Let $f=f(q(t),\dot q(t),t)$, where $q(t)=\{q_1(t),...,q_N(t) \}=\{q_{a}\}_{a=1}^N$ and $\dot q:=\frac{dq}{dt}$. I want to show that if the following equations (Euler-Lagrange) are satisfied identically (independent of $q_a(t)$)
$$\frac{d}{dt}\frac{\partial f}{\partial \dot q_{a}}-\frac{\partial f}{\partial q_{a}}=0 \qquad(1)$$
then $f$ must have the following form
$$f(q(t),\dot q(t),t)=\frac{d \Lambda (q(t),t)}{dt} \qquad(2)$$
I read a book where they rewrite (1) as
$$\sum_{b=1}^N \left[ \frac{\partial^2f}{\partial \dot q_b \partial \dot q_a} \ddot q_b+\frac{\partial^2f}{\partial q_b \partial \dot q_a}\dot q_b \right]+\frac{\partial^2f}{\partial t \partial \dot q_a}=\frac{\partial f}{\partial q_a}\qquad(3)$$
Then the book says that, since we want (1) to be satisfied independent of $q_a$ then the coefficients of $\ddot q_a$ in (3) must be zero. So they find that $f$ must be a linear function of the $q_a$'s:
$$f(q,\dot q,t)=\sum_{b=1}^N A_b(q,t)\dot q_b+B(q,t)\qquad(4)$$
My question is: are they forgetting that the coefficients of the $\dot q_a$ must be zero as well?
The book inserts (4) into (1) and obtain a set of equations of the form
$$\sum_{b=1}^NC_{ab}\dot q_b+\frac{\partial A_a}{\partial t}=\frac{\partial B}{\partial q_a}\qquad(5)$$
Then they say again that since we want (1) to be satisfied independent of $q_a$ then the coefficients of $\dot q_a$ in (5) must be zero. And they find the functional form of $f$.
So my question can be restate as: Why do they have to do this step-by-step argument instead of making zero the coefficients of $\ddot q_a$ and $\dot q_a$ in (3) from the beginning?

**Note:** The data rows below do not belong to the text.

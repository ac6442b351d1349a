//! Serializable operator state

use super::attrs::Attrs;
use super::quantized_op::{CalibrationState, ConstantInput, InputRef, QuantizedOp};
use crate::error::{Error, Result};
use crate::quant::{QuantParams, QuantizedArray, TensorData};
use serde::{Deserialize, Serialize};
use std::collections::BTreeMap;

/// Persisted constant input
///
/// A quantized constant keeps the floats it was quantized from, so the float
/// path of a restored operator sees the same values as the original.
#[derive(Debug, Clone, PartialEq, Serialize, Deserialize)]
#[serde(tag = "kind", rename_all = "snake_case")]
pub enum ConstantState {
    Quantized {
        array: QuantizedArray,
        #[serde(default, skip_serializing_if = "Option::is_none")]
        values: Option<TensorData>,
    },
    Float(TensorData),
}

/// Everything needed to rebuild a [`QuantizedOp`]
#[derive(Debug, Clone, PartialEq, Serialize, Deserialize)]
pub struct OpState {
    /// Registry tag, e.g. "Gemm"
    pub type_tag: String,

    pub n_bits: u32,

    /// Constants keyed by input slot index
    #[serde(default)]
    pub constant_inputs: BTreeMap<usize, ConstantState>,

    /// Merged attributes (defaults included)
    #[serde(default)]
    pub attrs: Attrs,

    /// Present once the operator is calibrated
    #[serde(default, skip_serializing_if = "Option::is_none")]
    pub output_scale: Option<f64>,

    #[serde(default, skip_serializing_if = "Option::is_none")]
    pub output_zero_point: Option<i64>,
}

impl QuantizedOp {
    /// Convert to the persisted form
    pub fn to_state(&self) -> OpState {
        let constant_inputs = self
            .constant_inputs()
            .iter()
            .map(|(&index, constant)| {
                let state = match constant {
                    ConstantInput::Quantized(q) => ConstantState::Quantized {
                        array: q.clone(),
                        values: q.original_values().map(TensorData::from_array),
                    },
                    ConstantInput::Float(values) => {
                        ConstantState::Float(TensorData::from_array(values))
                    }
                };
                (index, state)
            })
            .collect();

        let (output_scale, output_zero_point) = match self.state() {
            CalibrationState::Calibrated(params) => (Some(params.scale), Some(params.zero_point)),
            CalibrationState::Uncalibrated => (None, None),
        };

        OpState {
            type_tag: self.tag().to_string(),
            n_bits: self.n_bits(),
            constant_inputs,
            attrs: self.attrs().clone(),
            output_scale,
            output_zero_point,
        }
    }

    /// Rebuild from the persisted form
    ///
    /// Runs the same validation as [`QuantizedOp::new`]; calibration
    /// parameters must be both present or both absent.
    pub fn from_state(state: OpState) -> Result<Self> {
        let constants = state
            .constant_inputs
            .into_iter()
            .map(|(index, constant)| {
                let constant = match constant {
                    ConstantState::Quantized { array, values: None } => {
                        ConstantInput::Quantized(array)
                    }
                    ConstantState::Quantized {
                        array,
                        values: Some(values),
                    } => ConstantInput::Quantized(array.with_original_values(values.to_array()?)?),
                    ConstantState::Float(tensor) => ConstantInput::Float(tensor.to_array()?),
                };
                Ok((InputRef::Index(index), constant))
            })
            .collect::<Result<Vec<_>>>()?;

        let attrs = state
            .attrs
            .iter()
            .map(|(name, value)| (name.clone(), *value))
            .collect::<Vec<_>>();

        let mut op = QuantizedOp::new(&state.type_tag, state.n_bits, constants, attrs)?;

        match (state.output_scale, state.output_zero_point) {
            (Some(scale), Some(zero_point)) => {
                op.restore_calibration(QuantParams::new(state.n_bits, scale, zero_point)?)?;
            }
            (None, None) => {}
            _ => {
                return Err(Error::StateError(format!(
                    "{}: output_scale and output_zero_point must be saved together",
                    state.type_tag
                )))
            }
        }

        Ok(op)
    }
}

Here's my guess: none of the partials can generate a $\ddot{q}_b$ therefore, they must vanish, thus all of the $\frac{\partial^2f}{\partial \dot{q}_b \partial \dot{q}_a}$'s must vanish. However, both $\frac{\partial^2 f}{\partial t \partial \dot{q}_a}$ and $\frac{\partial f}{\partial q_a}$ can create $\dot{q}_b$'s (and $\dot{q}_a$) therefore it's not clear whether or not there is a way to write the function such that $\frac{\partial^2 f}{\partial q_b \partial \dot{q}_a} \neq 0$ (i.e. you cannot assume these are zero). In fact, I'm pretty sure it's not the case that that partial has to be $0$. So if you go through it, it's ugly, but here's what it looks like (keep in mind that $\Lambda$ has no dependence on $\dot{q}$).

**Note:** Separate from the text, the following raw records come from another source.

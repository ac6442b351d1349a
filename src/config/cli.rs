//! CLI argument parsing
//!
//! # Usage
//!
//! ```bash
//! cuantizar ops
//! cuantizar validate pipeline.yaml
//! cuantizar calibrate pipeline.yaml --samples samples.json --output pipeline.state.json
//! cuantizar run pipeline.state.json --input input.json
//! ```

use clap::{Parser, Subcommand};
use std::path::PathBuf;

/// Cuantizar: quantized operators with integer-domain Gemm
#[derive(Parser, Debug, Clone, PartialEq)]
#[command(name = "cuantizar")]
#[command(version)]
#[command(about = "Calibrate and run quantized operator pipelines")]
pub struct Cli {
    /// Subcommand to execute
    #[command(subcommand)]
    pub command: Command,

    /// Enable verbose output
    #[arg(short, long, global = true)]
    pub verbose: bool,

    /// Suppress all output except errors
    #[arg(short, long, global = true)]
    pub quiet: bool,
}

/// Available commands
#[derive(Subcommand, Debug, Clone, PartialEq)]
pub enum Command {
    /// List registered operators with their inputs and attributes
    Ops,

    /// Validate a pipeline configuration file
    Validate(ValidateArgs),

    /// Calibrate a pipeline on sample data and save its state
    Calibrate(CalibrateArgs),

    /// Run a calibrated pipeline on an input tensor
    Run(RunArgs),
}

/// Arguments for the validate command
#[derive(Parser, Debug, Clone, PartialEq)]
pub struct ValidateArgs {
    /// Path to YAML configuration file
    #[arg(value_name = "CONFIG")]
    pub config: PathBuf,

    /// Build every operator, not only check the file
    #[arg(short, long)]
    pub build: bool,
}

/// Arguments for the calibrate command
#[derive(Parser, Debug, Clone, PartialEq)]
pub struct CalibrateArgs {
    /// Path to YAML configuration file
    #[arg(value_name = "CONFIG")]
    pub config: PathBuf,

    /// JSON `{shape, data}` tensor of calibration samples
    #[arg(short, long)]
    pub samples: PathBuf,

    /// Output path for the calibrated state (.json or .yaml)
    #[arg(short, long)]
    pub output: PathBuf,

    /// Write compact JSON
    #[arg(long)]
    pub compact: bool,
}

/// Arguments for the run command
#[derive(Parser, Debug, Clone, PartialEq)]
pub struct RunArgs {
    /// Path to a calibrated pipeline state
    #[arg(value_name = "STATE")]
    pub state: PathBuf,

    /// JSON `{shape, data}` input tensor
    #[arg(short, long)]
    pub input: PathBuf,
}

/// Parse command-line arguments
pub fn parse_args<I, T>(args: I) -> Result<Cli, clap::Error>
where
    I: IntoIterator<Item = T>,
    T: Into<std::ffi::OsString> + Clone,
{
    Cli::try_parse_from(args)
}

#[cfg(test)]
mod tests {
    use super::*;

    #[test]
    fn test_parse_ops_command() {
        let cli = parse_args(["cuantizar", "ops"]).unwrap();
        assert_eq!(cli.command, Command::Ops);
        assert!(!cli.verbose);
    }

    #[test]
    fn test_parse_validate_command() {
        let cli = parse_args(["cuantizar", "validate", "pipeline.yaml", "--build"]).unwrap();
        match cli.command {
            Command::Validate(args) => {
                assert_eq!(args.config, PathBuf::from("pipeline.yaml"));
                assert!(args.build);
            }
            _ => panic!("Expected Validate command"),
        }
    }

    #[test]
    fn test_parse_calibrate_command() {
        let cli = parse_args([
            "cuantizar",
            "calibrate",
            "pipeline.yaml",
            "--samples",
            "samples.json",
            "-o",
            "state.yaml",
        ])
        .unwrap();
        match cli.command {
            Command::Calibrate(args) => {
                assert_eq!(args.samples, PathBuf::from("samples.json"));
                assert_eq!(args.output, PathBuf::from("state.yaml"));
                assert!(!args.compact);
            }
            _ => panic!("Expected Calibrate command"),
        }
    }

    #[test]
    fn test_calibrate_requires_output() {
        let result = parse_args(["cuantizar", "calibrate", "pipeline.yaml", "-s", "x.json"]);
        assert!(result.is_err());
    }

    #[test]
    fn test_parse_run_with_global_flags() {
        let cli = parse_args(["cuantizar", "run", "state.json", "-i", "x.json", "-q"]).unwrap();
        assert!(cli.quiet);
        match cli.command {
            Command::Run(args) => {
                assert_eq!(args.state, PathBuf::from("state.json"));
                assert_eq!(args.input, PathBuf::from("x.json"));
            }
            _ => panic!("Expected Run command"),
        }
    }
}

\begin{align} f(q, \dot{q}, t) =& \frac{d\Lambda(q, t)}{dt} = \frac{\partial \Lambda}{\partial t} + \sum_1^N \frac{\partial \Lambda}{\partial q_b}\dot{q}_b & \qquad(A)\\ \frac{\partial f}{\partial \dot{q}_a} =& \frac{\partial \Lambda}{\partial q_a} &\qquad(B)\\ \frac{\partial^2f}{\partial q_b \partial \dot{q}_a} =& \frac{\partial^2\Lambda}{\partial q_b \partial q_a} \neq 0 &\qquad(C) \end{align}
Notice in equation (B), that most of the terms vanish because $\frac{\partial\Lambda}{\partial t}$ and all of the $\frac{\partial \Lambda}{\partial q_b}$'s have no dependence on any of the $\dot{q}$'s therefore $\frac{\partial^2 \Lambda}{\partial \dot{q}_i \partial t} = \frac{\partial^2 \Lambda}{\partial \dot{q}_i\partial q_j} = 0$. However, $\frac{\partial \Lambda}{\partial q_a}$ can be dependent on other $q_b$'s!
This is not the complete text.